Shares in Anheuser-Busch InBev’s Asia business popped on their market debut in Hong Kong on Monday.
Budweiser APAC stock closed 4.4% higher at 28.2 Hong Kong dollars ($3.6) on its first day of trading in what was the second biggest public offering this year after Uber’s $8.1 billion IPO in May.
The brewer of Budweiser, Beck’s and Stella Artois opened at 27.4 Hong Kong dollars ($3.50) a share, about 1.5% above its IPO price of 27 Hong Kong dollars ($3.44) a share, before rising further through the day.
The IPO raised about $5 billion, which AB InBev (BUD) will use entirely to pay down debt.
The beer maker’s public debut comes at a time when other highly anticipated IPOs have flopped. Shares in lossmaking companies like Uber (UBER), Peloton and SmileDirectClub (SDC) all plunged on their first day of trading. Uber (UBER) fell 7%, Peloton shed 11% and SmileDirectClub (SDC), a direct seller of transparent braces, ended its first day on Wall Street down 27.5% from its IPO price.

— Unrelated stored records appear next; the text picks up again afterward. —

pub mod postgres;
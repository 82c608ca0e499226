//! Runs against a real PostgreSQL database:
//! `TEST_DATABASE_URL=postgres://... cargo test --test db_tests -- --ignored`


use resume_manager::{
    auth::password::hash_password,
    db::postgres::{create_pool, run_migrations},
    domain::ordering::OrderedSection,
    entities::{
        choices::{JobCategory, Language},
        resume::{CopyResumeRequest, ResumeSearchQuery, SetPositionRequest, SetSkillsRequest},
        translation::NewSkillTranslationRequest,
    },
    errors::AppError,
    repositories::resume::ResumeRepository,
    AppState,
};
use test_utils::{new_resume_request, test_config};
use uuid::Uuid;

async fn state() -> AppState {
    let config = test_config(hash_password("db-test-password").unwrap());
    let pool = create_pool(&config.database_url).await.expect("Failed to create test DB pool");
    run_migrations(&pool).await.expect("Failed to run migrations");
    AppState::new(&config, pool)
}

async fn seed_person(state: &AppState) -> Uuid {
    let request = serde_json::from_value(serde_json::json!({
        "name": "Sara Ahmadi",
        "email": "sara@example.com",
        "phone": "09121234567"
    }))
    .unwrap();
    state.person_handler.create_person(request).await.unwrap().id
}

#[actix_rt::test]
#[ignore]
async fn copy_preserves_order_ties_and_skills_in_postgres() {
    let state = state().await;
    let person = seed_person(&state).await;
    let pid = person.to_string();

    let mut experiences = Vec::new();
    for (company, start) in [("Digikala", "2018-02-01"), ("Snapp", "2020-05-01"), ("Cafe Bazaar", "2022-09-01")] {
        let request = serde_json::from_value(serde_json::json!({
            "company": company,
            "position": "Developer",
            "start_date": start,
            "description": "APIs"
        }))
        .unwrap();
        experiences.push(state.experience_handler.create_experience(&pid, request).await.unwrap().id);
    }
    let skill_request = serde_json::from_value(serde_json::json!({ "name": "Rust", "category": "programming" })).unwrap();
    let skill = state.skill_handler.create_skill(&pid, skill_request).await.unwrap().id;

    let resume = state
        .resume_handler
        .create_resume(new_resume_request(person, "Divar", JobCategory::Fullstack))
        .await
        .unwrap();
    let rid = resume.id.to_string();

    for (entity, position) in experiences.iter().zip([5, 1, 5]) {
        state
            .resume_handler
            .set_position(&rid, OrderedSection::Experiences, &entity.to_string(), SetPositionRequest { position })
            .await
            .unwrap();
    }
    state
        .resume_handler
        .set_skills(&rid, SetSkillsRequest { skill_ids: vec![skill] })
        .await
        .unwrap();

    let copy = state
        .resume_handler
        .copy_resume(&rid, CopyResumeRequest::new("Snapp CV", "Snapp"))
        .await
        .unwrap();

    let second = state
        .resume_handler
        .copy_resume(&copy.id.to_string(), CopyResumeRequest::new("Tapsi CV", "Tapsi"))
        .await
        .unwrap();
    assert_eq!(copy.copied_from, Some(resume.id));
    assert_eq!(second.copied_from, Some(copy.id));
    assert_eq!(copy.company_match_reason, "");

    let expected = vec![experiences[1], experiences[0], experiences[2]];
    for generation in [&copy, &second] {
        let ordered: Vec<Uuid> = state
            .resume_handler
            .ordered_experiences(&generation.id.to_string())
            .await
            .unwrap()
            .iter()
            .map(|e| e.id)
            .collect();
        assert_eq!(ordered, expected);

        let order = state
            .resume_handler
            .resume_repo
            .get_order(&generation.id, OrderedSection::Experiences)
            .await
            .unwrap();
        let positions: Vec<Option<i32>> = expected.iter().map(|id| order.position_of(*id)).collect();
        assert_eq!(positions, vec![Some(1), Some(5), Some(5)]);

        let skills = state.resume_handler.selected_skills(&generation.id.to_string()).await.unwrap();
        assert_eq!(skills.len(), 1);
    }

    let found = state
        .resume_handler
        .search_resumes(ResumeSearchQuery { company_search: Some("snapp cv".into()), ..Default::default() })
        .await
        .unwrap();
    assert!(found.resumes.iter().any(|r| r.id == copy.id));

    state.person_handler.delete_person(&pid).await.unwrap();
    assert!(matches!(
        state.resume_handler.get_resume(&copy.id.to_string()).await,
        Err(AppError::NotFound(_))
    ));
}

#[actix_rt::test]
#[ignore]
async fn duplicate_translation_is_a_conflict_in_postgres() {
    let state = state().await;
    let person = seed_person(&state).await;
    let pid = person.to_string();

    let skill_request = serde_json::from_value(serde_json::json!({ "name": "پایتون" })).unwrap();
    let skill = state.skill_handler.create_skill(&pid, skill_request).await.unwrap().id.to_string();

    let translation = || NewSkillTranslationRequest { language: Language::En, name: "Python".into() };
    state.skill_handler.add_translation(&skill, translation()).await.unwrap();

    let err = state.skill_handler.add_translation(&skill, translation()).await.unwrap_err();
    assert!(matches!(err, AppError::Conflict(_)));

    state.person_handler.delete_person(&pid).await.unwrap();
}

Budweiser APAC fared better, tapping into investor appetite for established companies that make money. The brewer booked $959 million in net profit in Asia last year.
Budweiser APAC’s IPO is a big win for the Hong Kong Stock Exchange (HKXCY). The bourse has been battered by months of political crisis in the city, the ongoing US-China trade war and slowing consumption in China. Its operator also had an unsolicited bid for the London Stock Exchang (LDNXF)e firmly rejected. The Hang Seng Index has fallen nearly 9% over the last three months.
The listing excludes Budweiser APAC’s Australia operations, which the group is selling to Japanese rival Asahi for $11.3 billion.
Offloading the Australian business, which was mature and seeing slower growth, meant the company was able to sell investors on faster growing markets in the Asia Pacific region, such as China. AB InBev’s sales in the country grew 8.3% last year, with brands like Budweiser and Corona performing especially well.
AB InBev became the world’s largest brewer by borrowing money to fund a series of acquisitions. Its most recent mega purchase, of SABMiller, increased the company’s debt to $102.5 billion in 2018. It has already made some moves to steady its balance sheet, including cutting its dividend in half last year.
AB InBev had originally planned to raise $9.8 billion from the Hong Kong listing, which would have made it the biggest IPO so far this year. But it scrapped that plan in July, citing market conditions, before resurrecting the deal earlier this month.